• Your task
Working from the listing below, pick each line containing the word "same" and copy it.

* * *

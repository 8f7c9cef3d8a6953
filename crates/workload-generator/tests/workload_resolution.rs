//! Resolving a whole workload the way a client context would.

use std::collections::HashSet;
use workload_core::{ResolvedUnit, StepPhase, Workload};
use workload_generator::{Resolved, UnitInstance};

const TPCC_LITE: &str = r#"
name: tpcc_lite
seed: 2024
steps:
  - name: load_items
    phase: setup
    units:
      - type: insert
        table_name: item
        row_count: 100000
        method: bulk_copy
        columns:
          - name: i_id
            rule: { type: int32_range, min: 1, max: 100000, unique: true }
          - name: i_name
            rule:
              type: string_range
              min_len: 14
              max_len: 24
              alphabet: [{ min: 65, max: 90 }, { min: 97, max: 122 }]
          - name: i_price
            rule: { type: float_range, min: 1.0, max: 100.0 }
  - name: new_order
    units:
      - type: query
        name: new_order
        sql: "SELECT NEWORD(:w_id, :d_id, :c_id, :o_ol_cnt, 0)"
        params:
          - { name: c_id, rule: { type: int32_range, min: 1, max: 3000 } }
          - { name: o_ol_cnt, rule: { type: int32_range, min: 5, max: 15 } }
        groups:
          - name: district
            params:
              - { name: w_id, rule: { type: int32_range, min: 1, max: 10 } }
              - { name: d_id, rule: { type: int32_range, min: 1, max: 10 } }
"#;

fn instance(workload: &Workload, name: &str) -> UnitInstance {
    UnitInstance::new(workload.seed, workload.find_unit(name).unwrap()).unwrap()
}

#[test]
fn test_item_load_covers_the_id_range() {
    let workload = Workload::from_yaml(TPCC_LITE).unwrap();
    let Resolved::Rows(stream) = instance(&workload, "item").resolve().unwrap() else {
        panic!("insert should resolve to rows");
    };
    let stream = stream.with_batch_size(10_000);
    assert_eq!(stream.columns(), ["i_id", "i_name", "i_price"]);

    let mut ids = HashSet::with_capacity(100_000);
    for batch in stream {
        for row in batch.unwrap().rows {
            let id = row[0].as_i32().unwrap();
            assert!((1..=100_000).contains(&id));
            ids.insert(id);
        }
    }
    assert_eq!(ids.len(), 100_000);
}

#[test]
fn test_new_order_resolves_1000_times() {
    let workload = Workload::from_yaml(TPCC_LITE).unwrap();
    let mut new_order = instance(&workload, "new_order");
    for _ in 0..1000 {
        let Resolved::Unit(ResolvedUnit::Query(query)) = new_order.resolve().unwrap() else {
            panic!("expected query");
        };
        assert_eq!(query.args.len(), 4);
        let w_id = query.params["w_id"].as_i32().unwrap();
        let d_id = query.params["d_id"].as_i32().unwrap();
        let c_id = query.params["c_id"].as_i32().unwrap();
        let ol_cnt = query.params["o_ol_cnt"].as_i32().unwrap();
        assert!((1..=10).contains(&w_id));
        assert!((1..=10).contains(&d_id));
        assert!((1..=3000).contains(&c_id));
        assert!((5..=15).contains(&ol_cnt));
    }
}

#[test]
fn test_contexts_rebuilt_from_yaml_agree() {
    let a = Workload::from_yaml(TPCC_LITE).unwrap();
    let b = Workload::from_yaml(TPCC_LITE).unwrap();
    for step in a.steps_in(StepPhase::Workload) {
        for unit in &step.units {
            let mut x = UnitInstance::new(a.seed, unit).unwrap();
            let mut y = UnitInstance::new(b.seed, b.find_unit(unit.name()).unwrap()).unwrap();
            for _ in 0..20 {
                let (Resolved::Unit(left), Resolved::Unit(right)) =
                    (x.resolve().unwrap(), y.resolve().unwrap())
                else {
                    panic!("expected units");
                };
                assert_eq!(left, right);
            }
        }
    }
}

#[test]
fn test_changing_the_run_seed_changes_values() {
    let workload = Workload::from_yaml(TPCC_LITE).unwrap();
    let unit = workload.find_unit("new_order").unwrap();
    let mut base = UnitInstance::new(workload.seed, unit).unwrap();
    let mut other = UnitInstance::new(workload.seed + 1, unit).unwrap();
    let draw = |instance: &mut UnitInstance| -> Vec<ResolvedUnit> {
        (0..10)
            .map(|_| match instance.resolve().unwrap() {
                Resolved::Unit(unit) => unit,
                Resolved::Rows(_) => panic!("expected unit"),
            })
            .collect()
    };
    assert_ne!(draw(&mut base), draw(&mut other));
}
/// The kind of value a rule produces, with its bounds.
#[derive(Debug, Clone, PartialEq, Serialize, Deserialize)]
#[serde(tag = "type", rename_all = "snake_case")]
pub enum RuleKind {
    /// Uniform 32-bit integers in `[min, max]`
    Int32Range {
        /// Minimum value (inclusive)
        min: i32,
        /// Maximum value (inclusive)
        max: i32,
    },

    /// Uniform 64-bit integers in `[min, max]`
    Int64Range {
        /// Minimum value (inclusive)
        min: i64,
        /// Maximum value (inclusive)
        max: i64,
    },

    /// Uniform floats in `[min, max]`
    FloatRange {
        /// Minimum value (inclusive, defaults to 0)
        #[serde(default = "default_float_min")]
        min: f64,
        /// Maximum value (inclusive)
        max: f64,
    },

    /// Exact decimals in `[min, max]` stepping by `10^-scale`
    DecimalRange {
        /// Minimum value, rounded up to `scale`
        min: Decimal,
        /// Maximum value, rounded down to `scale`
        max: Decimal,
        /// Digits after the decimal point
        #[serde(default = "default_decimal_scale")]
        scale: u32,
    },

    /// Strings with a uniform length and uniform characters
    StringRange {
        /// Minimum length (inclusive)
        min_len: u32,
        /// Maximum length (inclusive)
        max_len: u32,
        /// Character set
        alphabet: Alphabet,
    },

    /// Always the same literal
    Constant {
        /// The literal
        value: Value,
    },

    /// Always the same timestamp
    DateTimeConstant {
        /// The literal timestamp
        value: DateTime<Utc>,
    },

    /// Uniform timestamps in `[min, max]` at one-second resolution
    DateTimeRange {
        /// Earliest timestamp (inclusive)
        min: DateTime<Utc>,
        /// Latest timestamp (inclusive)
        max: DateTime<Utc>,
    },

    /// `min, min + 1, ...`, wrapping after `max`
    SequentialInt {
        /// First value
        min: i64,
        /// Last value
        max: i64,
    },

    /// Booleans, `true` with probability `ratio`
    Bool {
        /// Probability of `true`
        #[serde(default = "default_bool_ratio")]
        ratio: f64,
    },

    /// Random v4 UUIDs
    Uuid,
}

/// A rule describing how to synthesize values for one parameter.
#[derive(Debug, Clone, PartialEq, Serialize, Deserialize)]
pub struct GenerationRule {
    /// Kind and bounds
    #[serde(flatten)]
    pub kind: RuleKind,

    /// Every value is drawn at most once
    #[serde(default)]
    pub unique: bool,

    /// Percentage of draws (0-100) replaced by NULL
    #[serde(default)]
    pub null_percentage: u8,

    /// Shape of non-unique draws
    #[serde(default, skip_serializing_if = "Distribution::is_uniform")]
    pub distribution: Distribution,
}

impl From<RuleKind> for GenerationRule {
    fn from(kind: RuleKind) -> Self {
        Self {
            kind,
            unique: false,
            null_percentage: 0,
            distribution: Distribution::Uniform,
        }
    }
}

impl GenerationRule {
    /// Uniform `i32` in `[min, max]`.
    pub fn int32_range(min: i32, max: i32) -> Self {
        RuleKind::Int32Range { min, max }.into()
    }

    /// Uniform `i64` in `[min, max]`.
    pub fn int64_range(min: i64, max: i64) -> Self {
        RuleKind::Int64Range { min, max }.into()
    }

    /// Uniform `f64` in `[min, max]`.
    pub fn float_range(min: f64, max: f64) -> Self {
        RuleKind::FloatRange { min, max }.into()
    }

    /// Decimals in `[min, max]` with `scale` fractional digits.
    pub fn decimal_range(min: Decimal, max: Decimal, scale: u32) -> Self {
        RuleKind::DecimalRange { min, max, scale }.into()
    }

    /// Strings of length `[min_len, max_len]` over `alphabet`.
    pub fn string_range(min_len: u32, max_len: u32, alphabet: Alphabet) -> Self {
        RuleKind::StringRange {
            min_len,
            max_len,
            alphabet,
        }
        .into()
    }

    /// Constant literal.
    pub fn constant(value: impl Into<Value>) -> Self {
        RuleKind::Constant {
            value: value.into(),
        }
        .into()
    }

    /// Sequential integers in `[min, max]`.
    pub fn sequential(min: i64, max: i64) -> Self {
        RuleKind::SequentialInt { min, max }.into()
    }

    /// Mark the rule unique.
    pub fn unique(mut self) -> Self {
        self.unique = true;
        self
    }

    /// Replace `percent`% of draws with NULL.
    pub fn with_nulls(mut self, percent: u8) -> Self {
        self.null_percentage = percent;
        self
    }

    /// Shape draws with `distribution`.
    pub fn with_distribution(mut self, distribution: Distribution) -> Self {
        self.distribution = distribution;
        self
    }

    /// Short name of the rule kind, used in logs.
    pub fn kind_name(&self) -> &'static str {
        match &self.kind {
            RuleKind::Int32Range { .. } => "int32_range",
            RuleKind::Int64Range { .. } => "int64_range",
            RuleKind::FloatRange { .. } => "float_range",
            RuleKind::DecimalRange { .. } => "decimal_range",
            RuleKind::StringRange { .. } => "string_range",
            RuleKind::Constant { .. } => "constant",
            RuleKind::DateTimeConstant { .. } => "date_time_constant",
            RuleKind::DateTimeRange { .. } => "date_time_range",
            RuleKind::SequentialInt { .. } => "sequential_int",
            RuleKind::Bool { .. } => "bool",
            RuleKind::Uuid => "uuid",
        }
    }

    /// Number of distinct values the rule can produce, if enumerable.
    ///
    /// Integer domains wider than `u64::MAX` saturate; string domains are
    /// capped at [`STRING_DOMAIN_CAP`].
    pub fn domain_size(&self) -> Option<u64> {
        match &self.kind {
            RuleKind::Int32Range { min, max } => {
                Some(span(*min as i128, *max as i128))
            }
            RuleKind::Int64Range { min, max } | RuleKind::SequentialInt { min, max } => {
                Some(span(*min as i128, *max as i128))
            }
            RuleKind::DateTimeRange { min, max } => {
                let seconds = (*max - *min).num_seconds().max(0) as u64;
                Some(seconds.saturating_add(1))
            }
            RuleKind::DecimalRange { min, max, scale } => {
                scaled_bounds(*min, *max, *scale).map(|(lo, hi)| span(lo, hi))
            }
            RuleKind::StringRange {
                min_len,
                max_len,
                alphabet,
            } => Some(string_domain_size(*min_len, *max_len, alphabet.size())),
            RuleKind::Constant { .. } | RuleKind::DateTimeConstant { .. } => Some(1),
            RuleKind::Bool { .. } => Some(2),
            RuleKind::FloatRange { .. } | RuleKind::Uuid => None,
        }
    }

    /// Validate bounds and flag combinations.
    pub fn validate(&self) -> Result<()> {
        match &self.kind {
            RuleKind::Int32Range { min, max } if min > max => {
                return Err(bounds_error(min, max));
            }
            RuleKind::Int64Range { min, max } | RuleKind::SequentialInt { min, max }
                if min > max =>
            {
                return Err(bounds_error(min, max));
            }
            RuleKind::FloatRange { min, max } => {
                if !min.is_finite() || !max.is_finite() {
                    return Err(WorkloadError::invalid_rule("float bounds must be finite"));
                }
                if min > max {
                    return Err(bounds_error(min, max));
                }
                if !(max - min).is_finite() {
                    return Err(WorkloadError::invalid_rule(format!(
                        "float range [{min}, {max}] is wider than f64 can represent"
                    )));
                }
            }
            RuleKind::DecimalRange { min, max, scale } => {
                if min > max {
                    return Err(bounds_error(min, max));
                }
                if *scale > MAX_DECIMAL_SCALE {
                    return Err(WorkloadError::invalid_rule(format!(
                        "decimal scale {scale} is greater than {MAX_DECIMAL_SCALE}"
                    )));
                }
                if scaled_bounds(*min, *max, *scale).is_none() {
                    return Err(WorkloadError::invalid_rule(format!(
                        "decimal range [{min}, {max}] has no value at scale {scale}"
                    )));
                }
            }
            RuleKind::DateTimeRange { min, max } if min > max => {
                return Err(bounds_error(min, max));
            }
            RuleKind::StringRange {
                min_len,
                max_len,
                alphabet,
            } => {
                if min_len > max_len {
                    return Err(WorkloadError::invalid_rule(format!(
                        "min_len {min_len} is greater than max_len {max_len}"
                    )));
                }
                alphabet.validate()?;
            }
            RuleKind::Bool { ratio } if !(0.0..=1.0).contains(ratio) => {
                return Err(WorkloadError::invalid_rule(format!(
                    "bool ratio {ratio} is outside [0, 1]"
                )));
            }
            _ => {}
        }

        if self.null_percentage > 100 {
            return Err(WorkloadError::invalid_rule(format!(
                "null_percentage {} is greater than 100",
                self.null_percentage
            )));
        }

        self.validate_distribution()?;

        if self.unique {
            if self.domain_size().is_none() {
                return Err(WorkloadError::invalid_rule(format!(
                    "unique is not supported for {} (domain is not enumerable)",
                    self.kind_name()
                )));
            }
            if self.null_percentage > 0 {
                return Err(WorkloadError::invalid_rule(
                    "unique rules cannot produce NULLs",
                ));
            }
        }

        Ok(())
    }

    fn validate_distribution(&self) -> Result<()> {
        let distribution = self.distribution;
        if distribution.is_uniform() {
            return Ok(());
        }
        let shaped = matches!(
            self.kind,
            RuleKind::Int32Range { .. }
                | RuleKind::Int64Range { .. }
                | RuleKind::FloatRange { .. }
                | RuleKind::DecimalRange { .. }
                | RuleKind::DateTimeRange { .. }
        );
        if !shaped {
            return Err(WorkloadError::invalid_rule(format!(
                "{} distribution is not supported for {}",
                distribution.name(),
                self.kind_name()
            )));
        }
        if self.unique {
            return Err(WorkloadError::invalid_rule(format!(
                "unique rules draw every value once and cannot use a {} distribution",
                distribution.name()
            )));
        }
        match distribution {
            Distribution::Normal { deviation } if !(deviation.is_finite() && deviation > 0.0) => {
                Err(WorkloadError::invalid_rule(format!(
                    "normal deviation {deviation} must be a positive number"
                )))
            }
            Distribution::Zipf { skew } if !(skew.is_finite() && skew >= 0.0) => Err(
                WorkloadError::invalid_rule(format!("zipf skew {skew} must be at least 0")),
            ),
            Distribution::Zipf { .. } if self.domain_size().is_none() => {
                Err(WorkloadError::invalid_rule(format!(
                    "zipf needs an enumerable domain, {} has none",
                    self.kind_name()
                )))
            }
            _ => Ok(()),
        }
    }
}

* * *

• Answer to this task
    /// Always the same literal
    /// Always the same timestamp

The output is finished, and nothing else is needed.